I really wanted to get something from this col. ('cause I share a leather love with YSL,
  cannot count all the leather jackets I own, it's my obsession )
  and got stuck on gettin that palette, but now when the swatches are up,
  I feel this is so dupeable & useless to have, I might skip it all together


----------



## ashievic (Aug 22, 2014)

Actually it is not so dupable. The depth of under lying hues in these shades, is not easily found. If you were just going to look for a brown, steel blue, black, etc. yes. But again, once you have actually used the product you will find the hidden treasures not seen with the swatches.


----------



## sungelly87 (Aug 22, 2014)

Is the nude lipstick for sale anywhere or is it sold out already??


----------



## Icecaramellatte (Aug 22, 2014)

sungelly87 said:


> Is the nude lipstick for sale anywhere or is it sold out already??

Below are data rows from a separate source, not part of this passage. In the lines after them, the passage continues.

//! Byte-level tokenizer for the expression compiler.
//!
//! Token kinds are `u8`-coded and tokens are `Copy`; payloads are byte ranges
//! into the source, so tokenizing allocates nothing once the buffer has grown.

use crate::CompileError;

/// Token kind, one byte per token.
#[derive(Debug, Clone, Copy, PartialEq, Eq)]
#[repr(u8)]
pub enum TokenKind {
    Number = 0,
    Str,
    Ident,
    True,
    False,
    Null,
    Undefined,
    Typeof,
    Plus,
    Minus,
    Star,
    Slash,
    Percent,
    Assign,
    EqEq,
    BangEq,
    EqEqEq,
    BangEqEq,
    Lt,
    LtEq,
    Gt,
    GtEq,
    AndAnd,
    OrOr,
    Bang,
    Amp,
    Pipe,
    Caret,
    Tilde,
    Shl,
    Shr,
    UShr,
    Question,
    Colon,
    Dot,
    Comma,
    LParen,
    RParen,
    LBracket,
    RBracket,
    Eof,
}

#[derive(Debug, Clone, Copy, PartialEq)]
pub struct Token {
    pub kind: TokenKind,
    pub start: u32,
    pub end: u32,
    /// Parsed value for `Number` tokens.
    pub number: f64,
}

impl Token {
    fn new(kind: TokenKind, start: usize, end: usize) -> Self {
        Self {
            kind,
            start: start as u32,
            end: end as u32,
            number: 0.0,
        }
    }

    pub fn text<'a>(&self, source: &'a str) -> &'a str {
        &source[self.start as usize..self.end as usize]
    }
}

/// Words the compiler refuses outright; the interpreter handles them.
const REJECTED_WORDS: &[&str] = &[
    "let", "const", "var", "function", "return", "if", "else", "for", "while", "break",
    "continue", "try", "catch", "finally", "throw", "await", "async", "new",
];

/// Tokenizer owning a reusable token buffer.
#[derive(Debug, Default)]
pub struct Tokenizer {
    tokens: Vec<Token>,
}

impl Tokenizer {
    pub fn new() -> Self {
        Self::default()
    }

    /// Tokenize `source` into the internal buffer. The returned slice always
    /// ends with an `Eof` token.
    pub fn tokenize(&mut self, source: &str) -> Result<&[Token], CompileError> {
        self.tokens.clear();
        let bytes = source.as_bytes();
        let mut pos = 0;

        while pos < bytes.len() {
            let b = bytes[pos];
            if b.is_ascii_whitespace() {
                pos += 1;
                continue;
            }
            let start = pos;

            if b.is_ascii_digit() || (b == b'.' && bytes.get(pos + 1).is_some_and(u8::is_ascii_digit))
            {
                let (end, value) = scan_number(source, pos)?;
                let mut token = Token::new(TokenKind::Number, start, end);
                token.number = value;
                self.tokens.push(token);
                pos = end;
                continue;
            }

            if b.is_ascii_alphabetic() || b == b'_' || b == b'$' {
                while pos < bytes.len()
                    && (bytes[pos].is_ascii_alphanumeric() || bytes[pos] == b'_' || bytes[pos] == b'$')
                {
                    pos += 1;
                }
                let word = &source[start..pos];
                let kind = match word {
                    "true" => TokenKind::True,
                    "false" => TokenKind::False,
                    "null" => TokenKind::Null,
                    "undefined" => TokenKind::Undefined,
                    "typeof" => TokenKind::Typeof,
                    w if REJECTED_WORDS.contains(&w) => {
                        return Err(CompileError::Unsupported(word.to_string()));
                    }
                    _ => TokenKind::Ident,
                };
                self.tokens.push(Token::new(kind, start, pos));
                continue;
            }

            if b == b'"' || b == b'\'' {
                pos += 1;
                loop {
                    match bytes.get(pos) {
                        None | Some(b'\n') => {
                            return Err(CompileError::Unsupported("unterminated string".into()));
                        }
                        Some(b'\\') => pos += 2,
                        Some(&c) if c == b => break,
                        Some(_) => pos += 1,
                    }
                }
                pos += 1;
                self.tokens.push(Token::new(TokenKind::Str, start, pos));
                continue;
            }

            let rest = &bytes[pos..];
            let (kind, len) = match rest {
                [b'>', b'>', b'>', ..] => (TokenKind::UShr, 3),
                [b'=', b'=', b'=', ..] => (TokenKind::EqEqEq, 3),
                [b'!', b'=', b'=', ..] => (TokenKind::BangEqEq, 3),
                [b'=', b'=', ..] => (TokenKind::EqEq, 2),
                [b'!', b'=', ..] => (TokenKind::BangEq, 2),
                [b'<', b'=', ..] => (TokenKind::LtEq, 2),
                [b'>', b'=', ..] => (TokenKind::GtEq, 2),
                [b'<', b'<', ..] => (TokenKind::Shl, 2),
                [b'>', b'>', ..] => (TokenKind::Shr, 2),
                [b'&', b'&', ..] => (TokenKind::AndAnd, 2),
                [b'|', b'|', ..] => (TokenKind::OrOr, 2),
                // Compound assignment, update, arrows and comments stay with the interpreter.
                [b'+' | b'-' | b'*' | b'/' | b'%', b'=', ..]
                | [b'+', b'+', ..]
                | [b'-', b'-', ..]
                | [b'=', b'>', ..]
                | [b'/', b'/' | b'*', ..] => {
                    return Err(CompileError::Unsupported(source[pos..pos + 2].to_string()));
                }
                [b'+', ..] => (TokenKind::Plus, 1),
                [b'-', ..] => (TokenKind::Minus, 1),
                [b'*', ..] => (TokenKind::Star, 1),
                [b'/', ..] => (TokenKind::Slash, 1),
                [b'%', ..] => (TokenKind::Percent, 1),
                [b'=', ..] => (TokenKind::Assign, 1),
                [b'<', ..] => (TokenKind::Lt, 1),
                [b'>', ..] => (TokenKind::Gt, 1),
                [b'!', ..] => (TokenKind::Bang, 1),
                [b'&', ..] => (TokenKind::Amp, 1),
                [b'|', ..] => (TokenKind::Pipe, 1),
                [b'^', ..] => (TokenKind::Caret, 1),
                [b'~', ..] => (TokenKind::Tilde, 1),
                [b'?', ..] => (TokenKind::Question, 1),
                [b':', ..] => (TokenKind::Colon, 1),
                [b'.', ..] => (TokenKind::Dot, 1),
                [b',', ..] => (TokenKind::Comma, 1),
                [b'(', ..] => (TokenKind::LParen, 1),
                [b')', ..] => (TokenKind::RParen, 1),
                [b'[', ..] => (TokenKind::LBracket, 1),
                [b']', ..] => (TokenKind::RBracket, 1),
                _ => {
                    let ch = source[pos..].chars().next().unwrap_or('?');
                    return Err(CompileError::Unsupported(ch.to_string()));
                }
            };
            self.tokens.push(Token::new(kind, start, start + len));
            pos += len;
        }

        self.tokens
            .push(Token::new(TokenKind::Eof, source.len(), source.len()));
        Ok(&self.tokens)
    }
}

fn scan_number(source: &str, start: usize) -> Result<(usize, f64), CompileError> {
    let bytes = source.as_bytes();
    let mut pos = start;

    if bytes[pos] == b'0' && matches!(bytes.get(pos + 1), Some(b'x' | b'X')) {
        pos += 2;
        while pos < bytes.len() && bytes[pos].is_ascii_hexdigit() {
            pos += 1;
        }
        let value = i64::from_str_radix(&source[start + 2..pos], 16)
            .map_err(|_| CompileError::Unsupported(source[start..pos].to_string()))?;
        return Ok((pos, value as f64));
    }

    while pos < bytes.len() && bytes[pos].is_ascii_digit() {
        pos += 1;
    }
    if pos < bytes.len() && bytes[pos] == b'.' {
        pos += 1;
        while pos < bytes.len() && bytes[pos].is_ascii_digit() {
            pos += 1;
        }
    }
    if pos < bytes.len() && matches!(bytes[pos], b'e' | b'E') {
        let mut exp = pos + 1;
        if matches!(bytes.get(exp), Some(b'+' | b'-')) {
            exp += 1;
        }
        if bytes.get(exp).is_some_and(u8::is_ascii_digit) {
            pos = exp;
            while pos < bytes.len() && bytes[pos].is_ascii_digit() {
                pos += 1;
            }
        }
    }

    let text = &source[start..pos];
    text.parse::<f64>()
        .map(|value| (pos, value))
        .map_err(|_| CompileError::Unsupported(text.to_string()))
}

#[cfg(test)]
mod tests {
    use super::*;

    fn kinds(source: &str) -> Vec<TokenKind> {
        let mut tokenizer = Tokenizer::new();
        tokenizer
            .tokenize(source)
            .unwrap()
            .iter()
            .map(|t| t.kind)
            .collect()
    }

    #[test]
    fn test_operators_longest_match() {
        assert_eq!(
            kinds("a === b >>> 1"),
            vec![
                TokenKind::Ident,
                TokenKind::EqEqEq,
                TokenKind::Ident,
                TokenKind::UShr,
                TokenKind::Number,
                TokenKind::Eof
            ]
        );
        assert_eq!(
            kinds("x <= y"),
            vec![TokenKind::Ident, TokenKind::LtEq, TokenKind::Ident, TokenKind::Eof]
        );
    }

    #[test]
    fn test_numbers() {
        let mut tokenizer = Tokenizer::new();
        let tokens = tokenizer.tokenize("42 3.5 .25 0x1F 1e3").unwrap();
        let values: Vec<f64> = tokens[..5].iter().map(|t| t.number).collect();
        assert_eq!(values, vec![42.0, 3.5, 0.25, 31.0, 1000.0]);
    }

    #[test]
    fn test_string_spans_include_quotes() {
        let source = r#"'it\'s' + "x""#;
        let mut tokenizer = Tokenizer::new();
        let tokens = tokenizer.tokenize(source).unwrap();
        assert_eq!(tokens[0].kind, TokenKind::Str);
        assert_eq!(tokens[0].text(source), r"'it\'s'");
        assert_eq!(tokens[2].text(source), "\"x\"");
    }

    #[test]
    fn test_statement_syntax_is_rejected() {
        let mut tokenizer = Tokenizer::new();
        for source in ["let x = 1", "x += 1", "i++", "x => x", "a // c", "`t`", "{a: 1}"] {
            assert!(
                matches!(tokenizer.tokenize(source), Err(CompileError::Unsupported(_))),
                "{source}"
            );
        }
    }

    #[test]
    fn test_buffer_is_reused() {
        let mut tokenizer = Tokenizer::new();
        tokenizer.tokenize("a + b + c + d").unwrap();
        let capacity = tokenizer.tokens.capacity();
        let tokens = tokenizer.tokenize("a").unwrap();
        assert_eq!(tokens.len(), 2);
        assert_eq!(tokenizer.tokens.capacity(), capacity);
    }
}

  I haven't seen it anywhere.  I think it didn't come to the U.S.


----------



## ashievic (Aug 22, 2014)

I only purchased the lip glosses. Love the nude one. The lipsticks I saw with this collection were fushia and matte finish.


----------



## charlotteee92 (Aug 23, 2014)

I absolutely love the eyeshadow palette, but I don't think I'm  not going to buy it because I think the eyeshadows will be dupable. I probably already have something like every color in my collection


----------



## ashievic (Aug 23, 2014)

I thought that too, until I had the palette in my hands. The undertones, are not dupable in these shadows. I have over 100 eyeshadows, and not one comes close to understated but lovely undertones in these. If they were mono without the undertones, yes very dupable. It is when you swatch, go outside of the store and see them. You will see how lovely they are.


----------



## Pamele (Aug 23, 2014)

ashievic said:


> Actually it is not so dupable. The depth of under lying hues in these shades, is not easily found. If you were just going to look for a brown, steel blue, black, etc. yes. But again, once you have actually used the product you will find the hidden treasures not seen with the swatches.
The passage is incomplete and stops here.